EAVC technology monitors facial expressions, heart rate and respiratory rate, and combines these readings with input from the vehicle including speed, acceleration, noise and vibration. The technology then processes the data utilizing machine learning to optimize the vehicle environment and actively controls vehicle systems such as lighting, climate, music and fragrance dispenser.
EVAC is at the heart of Hyundai’s ‘Little Big e-Motion’ project. Equipped with this technology, the mini EV – designed by the same team that oversaw the ’45’ concept – will be used to support the treatment of young patients at hospitals.
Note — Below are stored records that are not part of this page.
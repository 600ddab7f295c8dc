//! Port definitions (interfaces for external adapters)
//!
//! Ports define the contracts that infrastructure adapters must implement.

pub mod confirmation;
pub mod event_sink;
pub mod memory;
pub mod model_gateway;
Hyundai donated this one-of-a-kind EV to SJD hospital in Barcelona where it will be used to support the mobility of young patients from hospital bed to treatment room, which is considered one of the most stressful trips for the children.
The EAVC-equipped mini EV interacts with its young ‘driver’ through five key technologies: Facial Emotion Recognition System, Breathing Exercise Belt, Heart Rate Monitoring Sensor, Emotion Adaptive Lighting, and Emotion Adaptive Scent Dispenser.
In addition to providing emotional support for the young patients, EAVC also assists the work of the medical staff at the hospital by informing them about the emotional state of the young patients without in-person interactions, which is especially useful in the era of COVID-19.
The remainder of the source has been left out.